Exercise requirements — From the listing below, retype exactly the line holding "repository 221fdd128c1798dd", the line holding "for file_info in", and the lines between them; skip everything else.

■ ■ ■

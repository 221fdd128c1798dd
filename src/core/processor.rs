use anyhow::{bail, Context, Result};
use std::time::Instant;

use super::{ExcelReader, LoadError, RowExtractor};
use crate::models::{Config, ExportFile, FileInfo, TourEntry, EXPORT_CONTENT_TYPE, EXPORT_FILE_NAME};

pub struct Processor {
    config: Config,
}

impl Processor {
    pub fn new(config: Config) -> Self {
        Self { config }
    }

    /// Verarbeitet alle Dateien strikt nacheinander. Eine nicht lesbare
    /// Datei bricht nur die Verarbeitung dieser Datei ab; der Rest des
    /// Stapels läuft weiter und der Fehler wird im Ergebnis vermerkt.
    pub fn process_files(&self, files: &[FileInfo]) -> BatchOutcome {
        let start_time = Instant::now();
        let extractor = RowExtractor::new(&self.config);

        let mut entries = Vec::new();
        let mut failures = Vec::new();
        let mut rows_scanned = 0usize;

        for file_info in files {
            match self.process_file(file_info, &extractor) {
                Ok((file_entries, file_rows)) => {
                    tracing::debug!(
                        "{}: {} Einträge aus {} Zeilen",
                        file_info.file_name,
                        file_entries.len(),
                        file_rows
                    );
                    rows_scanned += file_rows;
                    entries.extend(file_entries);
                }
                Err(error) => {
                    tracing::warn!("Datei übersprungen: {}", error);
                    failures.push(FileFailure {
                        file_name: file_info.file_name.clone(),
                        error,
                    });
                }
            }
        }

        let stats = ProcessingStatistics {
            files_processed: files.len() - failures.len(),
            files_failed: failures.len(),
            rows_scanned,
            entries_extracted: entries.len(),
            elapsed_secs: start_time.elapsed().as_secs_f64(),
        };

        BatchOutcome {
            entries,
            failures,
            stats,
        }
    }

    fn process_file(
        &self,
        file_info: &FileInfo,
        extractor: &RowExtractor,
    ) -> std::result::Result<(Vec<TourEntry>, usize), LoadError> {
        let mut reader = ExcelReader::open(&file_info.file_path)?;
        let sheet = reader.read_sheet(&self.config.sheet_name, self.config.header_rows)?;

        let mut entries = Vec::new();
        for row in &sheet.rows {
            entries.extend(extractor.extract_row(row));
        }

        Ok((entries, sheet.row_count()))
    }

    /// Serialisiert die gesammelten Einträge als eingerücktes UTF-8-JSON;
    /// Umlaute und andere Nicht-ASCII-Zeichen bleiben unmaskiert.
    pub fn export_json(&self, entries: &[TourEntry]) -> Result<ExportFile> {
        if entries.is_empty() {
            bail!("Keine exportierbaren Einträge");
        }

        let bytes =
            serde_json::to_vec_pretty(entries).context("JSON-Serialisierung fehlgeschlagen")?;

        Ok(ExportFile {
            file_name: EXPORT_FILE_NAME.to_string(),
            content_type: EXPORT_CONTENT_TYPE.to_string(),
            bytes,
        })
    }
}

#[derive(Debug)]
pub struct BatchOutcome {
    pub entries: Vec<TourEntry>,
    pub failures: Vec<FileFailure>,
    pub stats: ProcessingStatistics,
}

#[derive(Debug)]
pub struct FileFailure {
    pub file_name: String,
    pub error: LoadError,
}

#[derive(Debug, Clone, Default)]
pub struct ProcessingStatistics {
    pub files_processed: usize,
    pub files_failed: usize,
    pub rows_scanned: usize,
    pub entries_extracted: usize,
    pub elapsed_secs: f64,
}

■ ■ ■

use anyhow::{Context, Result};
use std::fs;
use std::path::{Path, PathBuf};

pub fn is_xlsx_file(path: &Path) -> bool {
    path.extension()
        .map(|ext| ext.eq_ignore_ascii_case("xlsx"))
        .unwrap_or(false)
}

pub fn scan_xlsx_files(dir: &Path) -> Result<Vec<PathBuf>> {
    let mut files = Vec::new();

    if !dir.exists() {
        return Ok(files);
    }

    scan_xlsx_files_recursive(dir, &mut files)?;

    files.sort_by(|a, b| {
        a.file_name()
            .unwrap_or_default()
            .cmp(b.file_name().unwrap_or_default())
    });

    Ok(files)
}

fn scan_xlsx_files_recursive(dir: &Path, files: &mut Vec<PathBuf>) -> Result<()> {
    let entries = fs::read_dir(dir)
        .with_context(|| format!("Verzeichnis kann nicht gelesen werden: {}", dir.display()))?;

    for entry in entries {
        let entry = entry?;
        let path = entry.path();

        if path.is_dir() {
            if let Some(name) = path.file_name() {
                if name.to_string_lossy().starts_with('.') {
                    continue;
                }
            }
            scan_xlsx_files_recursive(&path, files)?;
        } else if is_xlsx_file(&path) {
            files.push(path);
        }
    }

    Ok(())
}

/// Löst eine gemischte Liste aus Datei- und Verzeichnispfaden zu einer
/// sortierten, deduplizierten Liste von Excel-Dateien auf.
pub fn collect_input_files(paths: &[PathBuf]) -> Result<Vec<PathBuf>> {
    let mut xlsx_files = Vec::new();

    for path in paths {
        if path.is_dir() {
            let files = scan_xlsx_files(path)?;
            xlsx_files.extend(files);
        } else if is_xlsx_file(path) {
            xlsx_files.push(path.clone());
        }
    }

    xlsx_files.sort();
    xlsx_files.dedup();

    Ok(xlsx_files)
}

■ ■ ■

Expected output —
repository 221fdd128c1798dd
filename src/core/processor.rs
use anyhow::{bail, Context, Result};
use std::time::Instant;

use super::{ExcelReader, LoadError, RowExtractor};
use crate::models::{Config, ExportFile, FileInfo, TourEntry, EXPORT_CONTENT_TYPE, EXPORT_FILE_NAME};

pub struct Processor {
    config: Config,
}

impl Processor {
    pub fn new(config: Config) -> Self {
        Self { config }
    }

    /// Verarbeitet alle Dateien strikt nacheinander. Eine nicht lesbare
    /// Datei bricht nur die Verarbeitung dieser Datei ab; der Rest des
    /// Stapels läuft weiter und der Fehler wird im Ergebnis vermerkt.
    pub fn process_files(&self, files: &[FileInfo]) -> BatchOutcome {
        let start_time = Instant::now();
        let extractor = RowExtractor::new(&self.config);

        let mut entries = Vec::new();
        let mut failures = Vec::new();
        let mut rows_scanned = 0usize;

        for file_info in files {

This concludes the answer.